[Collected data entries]

--*--

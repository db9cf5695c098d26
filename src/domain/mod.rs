//! Domain layer: connection identity, registry, signal source, array store.
//!
//! This module contains the server-side model: connection handles and the
//! registry that tracks live broadcast connections, the synthetic frame
//! generator, and the append-only store of uploaded arrays.

pub mod array_store;
pub mod connection;
pub mod connection_id;
pub mod connection_registry;
pub mod signal;

pub use array_store::{ArrayMetadata, ArrayStore};
pub use connection::{ConnectionHandle, DeliveryError, MessageSink};
pub use connection_id::ConnectionId;
pub use connection_registry::ConnectionRegistry;
pub use signal::{Frame, FrameGenerator, GeneratorConfig};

--*--

**Exercise details**
Output exactly the lines above, from the one holding "pub mod connection_id;" through the end of the data, including the first and last.

**Solution**
pub mod connection_id;
pub mod connection_registry;
pub mod signal;

pub use array_store::{ArrayMetadata, ArrayStore};
pub use connection::{ConnectionHandle, DeliveryError, MessageSink};
pub use connection_id::ConnectionId;
pub use connection_registry::ConnectionRegistry;
pub use signal::{Frame, FrameGenerator, GeneratorConfig};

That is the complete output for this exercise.